Big Daddy Paul’s Guide to Shopping In Paris

Posted by Big Daddy Paul in Living in France

I am not what you would consider a fashionable person. During the course of a typical year, I am supplied with new clothes twice a year: on my birthday and at Christmas. These clothes arrive by way of my lovely wife, whose fashion sensibilities run a little more sophisticated than “hoodie and flipflops.” Occasionally, at a nice dinner out, I will look presentable, but most of the time when you see me on the street I look like a character out of an Adam Sandler movie.

Every once in a while I feel compelled to augment my array of ill fitting polo shirts and awkward length shorts, causing me to head out looking for the holy grail of men’s fashion: girth obscuring apparel. Yes, my entire approach to fashion is the same as Kirstie Alley when she was pregnant on Cheers that one year. In the United States, I can navigate stores like Ross Dress for Less and Marshalls to satisfactory results. Shopping in Paris is quite a different beast, though. If you ever find yourself similarly situated, I created this handy, dandy guide to surviving the Parisian shopping scene. Enjoy!

Ground Rules:

I find it helpful to have a set of well established principles to guide me when out looking for clothes. With all the potential prats and pitfalls that go along with any shopping trip, if you have no foundation for your search, you might just drown in details. Here are mine:

1. Nothing white. The only people who should wear white clothes are chemists and orthodox Christians on their way to church. The rest of us have life to deal with: coffee stains, kids with grubby fingers, toothpaste mishaps and such. White clothes will usually only be used once or twice before they become a walking announcement of how much you suck at life.
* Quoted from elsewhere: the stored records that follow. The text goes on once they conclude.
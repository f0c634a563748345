//! # 容器执行后端
//!
//! 将工作目录挂载到容器的 `/work`，在镜像中运行作业命令：
//! ```text
//! docker run --rm -v <workdir>:/work -w /work <image> sh -c "<command>"
//! ```
//! 容器引擎可替换（如 `podman`）。
//!
//! ## 依赖关系
//! - 被 `job/mod.rs` 导出
//! - 被 `commands/run.rs` 使用

use super::{run_command, Backend, JobSpec};
use crate::error::{Result, SqmError};

use std::path::Path;
use std::process::Command;

/// 容器内挂载点
const CONTAINER_WORKDIR: &str = "/work";

/// 容器后端
#[derive(Debug, Clone)]
pub struct DockerBackend {
    engine: String,
}

impl DockerBackend {
    pub fn new(engine: impl Into<String>) -> Self {
        DockerBackend {
            engine: engine.into(),
        }
    }

    /// 组装容器运行参数
    fn arguments(&self, job: &JobSpec, workdir: &Path) -> Result<Vec<String>> {
        if job.image.trim().is_empty() {
            return Err(SqmError::InvalidArgument(format!(
                "Job '{}' has no container image (use --image or SQMKIT_IMAGE)",
                job.name
            )));
        }

        // 挂载需要绝对路径
        let host_dir = workdir
            .canonicalize()
            .map_err(|e| SqmError::FileReadError {
                path: workdir.display().to_string(),
                source: e,
            })?;

        Ok(vec![
            "run".to_string(),
            "--rm".to_string(),
            "-v".to_string(),
            format!("{}:{}", host_dir.display(), CONTAINER_WORKDIR),
            "-w".to_string(),
            CONTAINER_WORKDIR.to_string(),
            job.image.clone(),
            "sh".to_string(),
            "-c".to_string(),
            job.command.clone(),
        ])
    }
}

impl Default for DockerBackend {
    fn default() -> Self {
        DockerBackend::new("docker")
    }
}

impl Backend for DockerBackend {
    fn name(&self) -> &'static str {
        "docker"
    }

    fn execute(&self, job: &JobSpec, workdir: &Path) -> Result<()> {
        let mut cmd = Command::new(&self.engine);
        cmd.args(self.arguments(job, workdir)?);
        run_command(cmd, &self.engine, job)?;
        Ok(())
    }
}
//! # parse 命令实现
//!
//! 解析 sqm 输出文件并以表格 / JSON / CSV 报告结果。
//!
//! ## 功能
//! - 解析 mol.out
//! - 汇总表格（能量、偶极矩、电荷、轨道能级）
//! - 可选 Mulliken 电荷明细表
//! - 可选绘制分子轨道能级图
//!
//! ## 依赖关系
//! - 使用 `cli/parse.rs` 定义的参数
//! - 使用 `parsers/sqm_out.rs`
//! - 报告函数同时被 `commands/run.rs` 使用

use crate::cli::parse::{ParseArgs, ReportArgs, ReportFormat};
use crate::error::{Result, SqmError};
use crate::models::{Molecule, SqmResult, Unit};
use crate::models::units::Value;
use crate::parsers::sqm_out;
use crate::utils::output;

use std::io;
use std::path::Path;
use tabled::{Table, Tabled};

/// 汇总表行
#[derive(Debug, Clone, Tabled)]
struct SummaryRow {
    #[tabled(rename = "Quantity")]
    quantity: String,
    #[tabled(rename = "Value")]
    value: String,
    #[tabled(rename = "Unit")]
    unit: String,
}

/// 电荷表行
#[derive(Debug, Clone, Tabled)]
struct ChargeRow {
    #[tabled(rename = "#")]
    index: usize,
    #[tabled(rename = "Atom")]
    atom: String,
    #[tabled(rename = "Mulliken (e)")]
    charge: String,
}

/// 执行 parse 命令
pub fn execute(args: ParseArgs) -> Result<()> {
    if !args.output_file.exists() {
        return Err(SqmError::FileNotFound {
            path: args.output_file.display().to_string(),
        });
    }

    let result = sqm_out::parse_sqm_output_file(&args.output_file)?;
    output::print_debug(&format!(
        "Parsed {} result(s) from {}",
        result.len(),
        args.output_file.display()
    ));

    report(&result, None, &args.report)
}

/// 按所选格式输出结果
pub fn report(result: &SqmResult, mol: Option<&Molecule>, args: &ReportArgs) -> Result<()> {
    match args.format {
        ReportFormat::Table => print_tables(result, mol, args.charges),
        ReportFormat::Json => {
            println!("{}", serde_json::to_string_pretty(result)?);
        }
        ReportFormat::Csv => write_csv(result, io::stdout())?,
    }

    if let Some(ref path) = args.plot_levels {
        match result.mo_energies() {
            Some(levels) if !levels.is_empty() => {
                plot_levels(levels, path)?;
                output::print_success(&format!("MO level diagram saved to '{}'", path.display()));
            }
            _ => output::print_warning("No MO eigenvalues in output, skipping level diagram"),
        }
    }

    Ok(())
}

/// 生成汇总表行
fn summary_rows(result: &SqmResult) -> Vec<SummaryRow> {
    let mut rows = Vec::new();

    if let Some(h) = result.potential_energy() {
        rows.push(SummaryRow {
            quantity: "Heat of formation".to_string(),
            value: format!("{:.6}", h),
            unit: Unit::KcalPerMol.to_string(),
        });
        if let Ok(ev) = Unit::KcalPerMol.convert(h, Unit::ElectronVolt) {
            rows.push(SummaryRow {
                quantity: "Heat of formation".to_string(),
                value: format!("{:.6}", ev),
                unit: Unit::ElectronVolt.to_string(),
            });
        }
    }

    if let Some(d) = result.dipole() {
        let comps: Vec<String> = d.iter().map(|v| format!("{:.4}", v)).collect();
        rows.push(SummaryRow {
            quantity: "Dipole (x, y, z)".to_string(),
            value: comps.join(", "),
            unit: format!("{} (unverified)", Unit::ElementaryChargeAngstrom),
        });
        if let Some(debye) = result.dipole_debye() {
            rows.push(SummaryRow {
                quantity: "|Dipole|".to_string(),
                value: format!("{:.4}", debye),
                unit: Unit::Debye.to_string(),
            });
        }
    }

    if let Some(q) = result.charges() {
        rows.push(SummaryRow {
            quantity: format!("Mulliken charges ({} atoms)", q.len()),
            value: format!("sum = {:.4}", q.iter().sum::<f64>()),
            unit: Unit::ElementaryCharge.to_string(),
        });
    }

    if let Some(mo) = result.mo_energies() {
        let lo = mo.iter().copied().fold(f64::INFINITY, f64::min);
        let hi = mo.iter().copied().fold(f64::NEG_INFINITY, f64::max);
        rows.push(SummaryRow {
            quantity: format!("MO eigenvalues ({} orbitals)", mo.len()),
            value: if mo.is_empty() {
                "-".to_string()
            } else {
                format!("{:.3} .. {:.3}", lo, hi)
            },
            unit: Unit::ElectronVolt.to_string(),
        });
    }

    rows
}

fn print_tables(result: &SqmResult, mol: Option<&Molecule>, show_charges: bool) {
    if result.is_empty() {
        output::print_warning("No recognised results found in sqm output");
        return;
    }

    output::print_header("sqm Results");
    println!("{}", Table::new(summary_rows(result)));

    if show_charges {
        if let Some(q) = result.charges() {
            let rows: Vec<ChargeRow> = q
                .iter()
                .enumerate()
                .map(|(i, c)| ChargeRow {
                    index: i + 1,
                    atom: mol
                        .and_then(|m| m.atoms.get(i))
                        .map(|a| a.name.clone())
                        .unwrap_or_else(|| "-".to_string()),
                    charge: format!("{:+.4}", c),
                })
                .collect();
            output::print_header("Mulliken Charges");
            println!("{}", Table::new(rows));
        }
    }
}

/// 写出 CSV：每个数值一行
fn write_csv<W: io::Write>(result: &SqmResult, writer: W) -> Result<()> {
    let mut wtr = csv::Writer::from_writer(writer);
    wtr.write_record(["result", "index", "value", "unit"])?;

    for (key, quantity) in result.iter() {
        let unit = quantity.unit.to_string();
        match &quantity.value {
            Value::Scalar(v) => {
                let value = format!("{:.10}", v);
                wtr.write_record([key.as_str(), "", value.as_str(), unit.as_str()])?;
            }
            Value::Vector(vs) => {
                for (i, v) in vs.iter().enumerate() {
                    let index = i.to_string();
                    let value = format!("{:.10}", v);
                    wtr.write_record([key.as_str(), index.as_str(), value.as_str(), unit.as_str()])?;
                }
            }
        }
    }

    wtr.flush().map_err(|e| SqmError::FileWriteError {
        path: "<stdout>".to_string(),
        source: e,
    })?;
    Ok(())
}

/// 绘制分子轨道能级图
fn plot_levels(levels: &[f64], output_path: &Path) -> Result<()> {
    use plotters::prelude::*;

    let y_min = levels.iter().copied().fold(f64::INFINITY, f64::min);
    let y_max = levels.iter().copied().fold(f64::NEG_INFINITY, f64::max);
    let y_margin = ((y_max - y_min).abs() * 0.05).max(1.0);

    let root = BitMapBackend::new(output_path, (400, 800)).into_drawing_area();
    root.fill(&WHITE)
        .map_err(|e| SqmError::Other(e.to_string()))?;

    let mut chart = ChartBuilder::on(&root)
        .caption("MO Energy Levels", ("sans-serif", 24))
        .margin(20)
        .x_label_area_size(10)
        .y_label_area_size(60)
        .build_cartesian_2d(0.0..1.0, (y_min - y_margin)..(y_max + y_margin))
        .map_err(|e| SqmError::Other(e.to_string()))?;

    chart
        .configure_mesh()
        .disable_x_mesh()
        .disable_x_axis()
        .y_desc("Energy (eV)")
        .draw()
        .map_err(|e| SqmError::Other(e.to_string()))?;

    chart
        .draw_series(
            levels
                .iter()
                .map(|e| PathElement::new(vec![(0.25, *e), (0.75, *e)], BLUE.stroke_width(2))),
        )
        .map_err(|e| SqmError::Other(e.to_string()))?;

    root.present()
        .map_err(|e| SqmError::Other(e.to_string()))?;

    Ok(())
}
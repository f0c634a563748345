//! # run 命令实现
//!
//! 单点计算：生成 mol.in，交给执行后端运行 sqm，完成后解析 mol.out。
//!
//! ## 功能
//! - 读取分子结构
//! - 选择本地或容器后端
//! - 临时或指定工作目录
//! - 以 parse 命令相同的格式报告结果
//!
//! ## 依赖关系
//! - 使用 `cli/run.rs` 定义的参数
//! - 使用 `job/`, `parsers/sqm_in.rs`, `parsers/sqm_out.rs`
//! - 使用 `commands/input.rs`, `commands/parse.rs`

use super::input::load_molecule;
use super::parse::report;
use crate::cli::run::{BackendKind, RunArgs};
use crate::error::{Result, SqmError};
use crate::job::{self, Backend, DockerBackend, JobSpec, LocalBackend};
use crate::models::{Molecule, SqmResult, Theory};
use crate::parsers::{sqm_in, sqm_out};
use crate::utils::{output, progress};

use std::fs;
use std::io;
use std::path::Path;

/// 执行 run 命令
pub fn execute(args: RunArgs) -> Result<()> {
    let mol = load_molecule(&args.structure, &args.calc)?;

    let backend: Box<dyn Backend> = match args.backend {
        BackendKind::Local => Box::new(LocalBackend::default()),
        BackendKind::Docker => Box::new(DockerBackend::new(&args.engine)),
    };

    let job = build_job(&mol, args.calc.theory, &args.image, &args.command)?;

    let spinner = progress::create_spinner(&format!(
        "{} single point on {} ({})",
        args.calc.theory,
        mol.name,
        backend.name()
    ));

    let result = match args.workdir {
        Some(ref dir) => run_single_point(backend.as_ref(), &job, dir),
        None => {
            let tmp = tempfile::Builder::new()
                .prefix("sqmkit-")
                .tempdir()
                .map_err(|e| SqmError::FileWriteError {
                    path: std::env::temp_dir().display().to_string(),
                    source: e,
                })?;
            run_single_point(backend.as_ref(), &job, tmp.path())
        }
    };

    spinner.finish_and_clear();
    let result = result?;

    if let Some(ref dir) = args.workdir {
        output::print_info(&format!("Job files kept in '{}'", dir.display()));
    }

    report(&result, Some(&mol), &args.report)
}

/// 组装 sqm 作业描述
pub fn build_job(mol: &Molecule, theory: Theory, image: &str, command: &str) -> Result<JobSpec> {
    let input = sqm_in::to_sqm_input_string(mol, theory, mol.formal_charge())?;

    Ok(JobSpec::new(
        format!("sqm single point, {}", mol.name),
        image,
        command,
    )
    .with_input(sqm_in::INPUT_FILE, input))
}

/// 运行作业并在完成回调中解析 mol.out
///
/// 工作目录中旧的 mol.out 在运行前删除，结果只来自本次计算。
pub fn run_single_point<B: Backend + ?Sized>(
    backend: &B,
    job: &JobSpec,
    workdir: &Path,
) -> Result<SqmResult> {
    let stale = workdir.join(sqm_out::OUTPUT_FILE);
    match fs::remove_file(&stale) {
        Ok(()) => output::print_debug(&format!("Removed previous {}", stale.display())),
        Err(e) if e.kind() == io::ErrorKind::NotFound => {}
        Err(e) => {
            return Err(SqmError::FileWriteError {
                path: stale.display().to_string(),
                source: e,
            })
        }
    }

    job::run_job(backend, job, workdir, |finished| {
        let lines = finished.get_output(sqm_out::OUTPUT_FILE)?;
        output::print_debug(&format!(
            "Job '{}' finished, {} output line(s) in {}",
            finished.name(),
            lines.len(),
            finished.workdir().display()
        ));
        sqm_out::parse_sqm_output(&lines)
    })
}
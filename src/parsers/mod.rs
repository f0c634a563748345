//! # 解析器模块
//!
//! 提供分子结构读取、sqm 输入生成与 sqm 输出解析。
//!
//! ## 依赖关系
//! - 被 `commands/` 模块使用
//! - 使用 `models/` 数据模型
//! - 子模块: xyz, sqm_in, sqm_out

pub mod sqm_in;
pub mod sqm_out;
pub mod xyz;

use crate::error::{Result, SqmError};
use crate::models::{Molecule, Unit};
use std::path::Path;

/// 从文件路径推断格式并读取分子
pub fn read_molecule_file(path: &Path, length_unit: Unit) -> Result<Molecule> {
    if !path.exists() {
        return Err(SqmError::FileNotFound {
            path: path.display().to_string(),
        });
    }

    let ext = path
        .extension()
        .and_then(|e| e.to_str())
        .map(|s| s.to_lowercase())
        .unwrap_or_default();

    match ext.as_str() {
        "xyz" => xyz::parse_xyz_file(path, length_unit),
        _ => Err(SqmError::UnsupportedFormat(format!(
            "Cannot determine molecule format for: {}",
            path.display()
        ))),
    }
}

#[cfg(test)]
mod tests {
    use super::*;

    #[test]
    fn test_unsupported_extension() {
        let dir = tempfile::tempdir().unwrap();
        let path = dir.path().join("mol.pdb");
        std::fs::write(&path, "ATOM").unwrap();
        assert!(matches!(
            read_molecule_file(&path, Unit::Angstrom),
            Err(SqmError::UnsupportedFormat(_))
        ));
    }

    #[test]
    fn test_missing_file() {
        assert!(matches!(
            read_molecule_file(Path::new("/nonexistent/a.xyz"), Unit::Angstrom),
            Err(SqmError::FileNotFound { .. })
        ));
    }

    #[test]
    fn test_reads_xyz_by_extension() {
        let dir = tempfile::tempdir().unwrap();
        let path = dir.path().join("h2.XYZ");
        std::fs::write(&path, "2\n\nH 0 0 0\nH 0 0 0.74\n").unwrap();

        let mol = read_molecule_file(&path, Unit::Angstrom).unwrap();
        assert_eq!(mol.name, "h2");
        assert_eq!(mol.atoms.len(), 2);
    }
}
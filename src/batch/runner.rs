//! # 批量执行器
//!
//! 并行执行批量处理任务。
//!
//! ## 功能
//! - 基于 rayon 的并行迭代
//! - 进度条显示
//! - 错误收集与汇总报告
//!
//! ## 依赖关系
//! - 被 `commands/collect.rs` 调用
//! - 使用 `utils/progress.rs` 创建进度条
//! - 使用 `rayon` 进行并行计算

use crate::error::{Result, SqmError};
use crate::utils::progress;

use rayon::prelude::*;
use std::path::PathBuf;

/// 单个文件处理结果
#[derive(Debug, Clone)]
pub enum ProcessResult<T> {
    /// 处理成功
    Success(T),
    /// 跳过（如计算未完成）
    Skipped(String),
    /// 处理失败
    Failed(String), // 错误信息
}

/// 批量处理结果统计
#[derive(Debug, Default)]
pub struct BatchResult {
    /// 成功数量
    pub success: usize,
    /// 跳过数量
    pub skipped: usize,
    /// 失败数量
    pub failed: usize,
    /// 跳过详情
    pub skips: Vec<(PathBuf, String)>,
    /// 失败详情
    pub failures: Vec<(PathBuf, String)>,
}

impl BatchResult {
    /// 总处理数量
    pub fn total(&self) -> usize {
        self.success + self.skipped + self.failed
    }
}

/// 批量执行器
pub struct BatchRunner {
    /// 并行作业数
    jobs: usize,
}

impl BatchRunner {
    /// 创建新的批量执行器（0 表示使用全部 CPU）
    pub fn new(jobs: usize) -> Self {
        let jobs = if jobs == 0 { num_cpus::get() } else { jobs };
        Self { jobs }
    }

    /// 并行处理文件列表，按输入顺序返回成功项
    pub fn run<T, F>(&self, files: Vec<PathBuf>, processor: F) -> Result<(Vec<(PathBuf, T)>, BatchResult)>
    where
        T: Send,
        F: Fn(&PathBuf) -> ProcessResult<T> + Sync + Send,
    {
        let pb = progress::create_progress_bar(files.len() as u64, "Processing");

        // 配置 rayon 线程池
        let pool = rayon::ThreadPoolBuilder::new()
            .num_threads(self.jobs)
            .build()
            .map_err(|e| SqmError::Other(format!("Failed to build thread pool: {}", e)))?;

        let results: Vec<(PathBuf, ProcessResult<T>)> = pool.install(|| {
            files
                .into_par_iter()
                .map(|file| {
                    let result = processor(&file);
                    pb.inc(1);
                    (file, result)
                })
                .collect()
        });

        pb.finish_and_clear();

        // 汇总结果
        let mut summary = BatchResult::default();
        let mut values = Vec::new();
        for (file, result) in results {
            match result {
                ProcessResult::Success(v) => {
                    summary.success += 1;
                    values.push((file, v));
                }
                ProcessResult::Skipped(reason) => {
                    summary.skipped += 1;
                    summary.skips.push((file, reason));
                }
                ProcessResult::Failed(err) => {
                    summary.failed += 1;
                    summary.failures.push((file, err));
                }
            }
        }

        Ok((values, summary))
    }
}
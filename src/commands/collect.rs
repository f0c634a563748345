//! # collect 命令实现
//!
//! 收集 sqm 作业目录中的计算结果并汇总。
//!
//! ## 功能
//! - 递归查找每个作业目录中的 mol.out
//! - 并行解析（未完成的计算跳过）
//! - 按生成热排序输出终端表格
//! - 写出 CSV 汇总
//!
//! ## 依赖关系
//! - 使用 `cli/collect.rs` 定义的参数
//! - 使用 `batch/`, `parsers/sqm_out.rs`
//! - 使用 `utils/output.rs`

use crate::batch::{BatchRunner, FileCollector, ProcessResult};
use crate::cli::collect::CollectArgs;
use crate::error::{Result, SqmError};
use crate::models::SqmResult;
use crate::parsers::sqm_out;
use crate::utils::output;

use std::fs;
use std::path::{Path, PathBuf};
use tabled::{Table, Tabled};

/// sqm 正常结束时打印的标记
const FINISHED_MARKER: &str = "Calculation Completed";

/// 单个作业的汇总
#[derive(Debug, Clone)]
struct JobSummary {
    name: String,
    result: SqmResult,
}

/// 排名表行
#[derive(Debug, Clone, Tabled)]
struct ResultRow {
    #[tabled(rename = "Rank")]
    rank: usize,
    #[tabled(rename = "Structure")]
    structure: String,
    #[tabled(rename = "ΔHf (kcal/mol)")]
    heat: String,
    #[tabled(rename = "|μ| (D)")]
    dipole: String,
    #[tabled(rename = "Atoms")]
    atoms: String,
}

/// 执行 collect 命令
pub fn execute(args: CollectArgs) -> Result<()> {
    output::print_header("Collecting sqm Results");

    // 验证目录
    if !args.jobs_root.is_dir() {
        return Err(SqmError::DirectoryNotFound {
            path: args.jobs_root.display().to_string(),
        });
    }

    let files = FileCollector::new(args.jobs_root.clone())
        .with_pattern(&args.output_name)?
        .recursive(true)
        .collect();

    if files.is_empty() {
        return Err(SqmError::NoFilesFound {
            pattern: args.output_name.clone(),
        });
    }
    output::print_info(&format!(
        "Found {} '{}' files under '{}'",
        files.len(),
        args.output_name,
        args.jobs_root.display()
    ));

    let (values, summary) = BatchRunner::new(args.jobs).run(files, |path| process_output(path))?;

    for (path, reason) in &summary.skips {
        output::print_skip(&format!("{}: {}", path.display(), reason));
    }
    for (path, err) in &summary.failures {
        output::print_error(&format!("{}: {}", path.display(), err));
    }

    let mut jobs: Vec<JobSummary> = values.into_iter().map(|(_, job)| job).collect();
    if jobs.is_empty() {
        output::print_warning("No completed sqm calculations found.");
        return Ok(());
    }

    // 按生成热排序，缺失能量的排在最后
    jobs.sort_by(|a, b| {
        let ea = a.result.potential_energy().unwrap_or(f64::INFINITY);
        let eb = b.result.potential_energy().unwrap_or(f64::INFINITY);
        ea.partial_cmp(&eb).unwrap_or(std::cmp::Ordering::Equal)
    });

    let rows: Vec<ResultRow> = jobs
        .iter()
        .take(args.top_n)
        .enumerate()
        .map(|(i, job)| ResultRow {
            rank: i + 1,
            structure: job.name.clone(),
            heat: fmt_opt(job.result.potential_energy(), 4),
            dipole: fmt_opt(job.result.dipole_debye(), 3),
            atoms: job
                .result
                .charges()
                .map(|q| q.len().to_string())
                .unwrap_or_else(|| "-".to_string()),
        })
        .collect();

    output::print_header(&format!(
        "Top {} Structures by Heat of Formation",
        rows.len()
    ));
    println!("{}", Table::new(&rows));

    save_results_csv(&jobs, &args.output)?;
    output::print_success(&format!("Summary saved to '{}'", args.output.display()));

    output::print_separator();
    output::print_done(&format!(
        "{} parsed, {} skipped, {} failed (of {})",
        summary.success,
        summary.skipped,
        summary.failed,
        summary.total()
    ));

    Ok(())
}

/// 解析单个输出文件
fn process_output(path: &PathBuf) -> ProcessResult<JobSummary> {
    let content = match fs::read_to_string(path) {
        Ok(c) => c,
        Err(e) => return ProcessResult::Failed(e.to_string()),
    };

    if !content.contains(FINISHED_MARKER) {
        return ProcessResult::Skipped("calculation not finished".to_string());
    }

    match sqm_out::parse_sqm_output(content.lines()) {
        Ok(result) => ProcessResult::Success(JobSummary {
            name: job_name(path),
            result,
        }),
        Err(e) => ProcessResult::Failed(e.to_string()),
    }
}

/// 作业名称取输出文件所在目录名
fn job_name(path: &Path) -> String {
    path.parent()
        .and_then(|p| p.file_name())
        .map(|n| n.to_string_lossy().to_string())
        .unwrap_or_else(|| path.display().to_string())
}

fn fmt_opt(value: Option<f64>, precision: usize) -> String {
    value
        .map(|v| format!("{:.*}", precision, v))
        .unwrap_or_else(|| "-".to_string())
}

/// 保存结果到 CSV
fn save_results_csv(jobs: &[JobSummary], output_path: &Path) -> Result<()> {
    let mut wtr = csv::Writer::from_path(output_path)?;

    wtr.write_record([
        "rank",
        "structure",
        "heat_of_formation_kcal_mol",
        "dipole_x",
        "dipole_y",
        "dipole_z",
        "dipole_debye",
        "n_atoms",
        "total_mulliken_charge",
        "n_orbitals",
    ])?;

    for (i, job) in jobs.iter().enumerate() {
        let r = &job.result;
        let dipole = r.dipole();
        let component = |k: usize| {
            dipole
                .and_then(|d| d.get(k))
                .map(|v| format!("{:.6}", v))
                .unwrap_or_default()
        };

        wtr.write_record(&[
            (i + 1).to_string(),
            job.name.clone(),
            r.potential_energy()
                .map(|h| format!("{:.8}", h))
                .unwrap_or_default(),
            component(0),
            component(1),
            component(2),
            r.dipole_debye()
                .map(|d| format!("{:.6}", d))
                .unwrap_or_default(),
            r.charges().map(|q| q.len().to_string()).unwrap_or_default(),
            r.charges()
                .map(|q| format!("{:.6}", q.iter().sum::<f64>()))
                .unwrap_or_default(),
            r.mo_energies()
                .map(|m| m.len().to_string())
                .unwrap_or_default(),
        ])?;
    }

    wtr.flush().map_err(|e| SqmError::FileWriteError {
        path: output_path.display().to_string(),
        source: e,
    })?;

    Ok(())
}

#[cfg(test)]
mod tests {
    use super::*;

    fn write_job(root: &Path, name: &str, body: &str) {
        let dir = root.join(name);
        fs::create_dir_all(&dir).unwrap();
        fs::write(dir.join("mol.out"), body).unwrap();
    }

    fn finished(heat: f64) -> String {
        format!(
            " Heat of formation = {} kcal/mol\n QM DIPOLE 0.0 0.0 0.5\n --------- Calculation Completed ----------\n",
            heat
        )
    }

    #[test]
    fn test_collect_writes_sorted_csv() {
        let dir = tempfile::tempdir().unwrap();
        let root = dir.path().join("jobs");
        write_job(&root, "high", &finished(-5.0));
        write_job(&root, "low", &finished(-20.0));
        write_job(&root, "running", " Heat of formation = -99.0 kcal/mol\n");
        write_job(
            &root,
            "broken",
            "Atomic Charges for Step 1\nnot a header\nCalculation Completed\n",
        );

        let csv_path = dir.path().join("summary.csv");
        execute(CollectArgs {
            jobs_root: root,
            output_name: "mol.out".to_string(),
            output: csv_path.clone(),
            top_n: 10,
            jobs: 2,
        })
        .unwrap();

        let mut rdr = csv::Reader::from_path(&csv_path).unwrap();
        let records: Vec<csv::StringRecord> = rdr.records().map(|r| r.unwrap()).collect();

        assert_eq!(records.len(), 2);
        assert_eq!(&records[0][1], "low");
        assert_eq!(&records[0][2], "-20.00000000");
        assert_eq!(&records[1][1], "high");
        assert_eq!(&records[1][5], "0.500000");
    }

    #[test]
    fn test_process_output_states() {
        let dir = tempfile::tempdir().unwrap();
        write_job(dir.path(), "a", "no marker here\n");
        let p = dir.path().join("a").join("mol.out");
        assert!(matches!(process_output(&p), ProcessResult::Skipped(_)));

        write_job(dir.path(), "b", &finished(-1.5));
        let p = dir.path().join("b").join("mol.out");
        match process_output(&p) {
            ProcessResult::Success(job) => {
                assert_eq!(job.name, "b");
                assert_eq!(job.result.potential_energy(), Some(-1.5));
            }
            other => panic!("unexpected: {:?}", other),
        }
    }

    #[test]
    fn test_missing_root() {
        let err = execute(CollectArgs {
            jobs_root: PathBuf::from("/nonexistent/jobs"),
            output_name: "mol.out".to_string(),
            output: PathBuf::from("unused.csv"),
            top_n: 5,
            jobs: 1,
        })
        .unwrap_err();
        assert!(matches!(err, SqmError::DirectoryNotFound { .. }));
    }
}
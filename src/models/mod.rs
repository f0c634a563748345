//! # 数据模型模块
//!
//! 定义分子结构、半经验方法、物理单位与计算结果的数据模型。
//!
//! ## 依赖关系
//! - 被 `parsers/`, `job/` 和 `commands/` 使用
//! - 子模块: molecule, theory, units, calculation

pub mod calculation;
pub mod molecule;
pub mod theory;
pub mod units;

pub use calculation::{ResultKey, SqmResult};
pub use molecule::{Atom, Molecule};
pub use theory::Theory;
pub use units::{Quantity, Unit};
2. Absolutely no denim above the waist. Really, the last time it was acceptable to wear jean-like clothing was the two weeks following the first time you saw, “The Outsiders.” Now, if you wear a denim, you look like a 1940’s mechanic.

3. No used clothes. Many people consider vintage clothing a great way to find unique clothes that are often a fraction the cost of their new counterparts. I don’t. When considering wearing someone else’s clothes, all I can think is, “These are the clothes that someone else wore when they went to the bathroom.” Pass.

Those are my rules. Make your own and then stick to them when you head out.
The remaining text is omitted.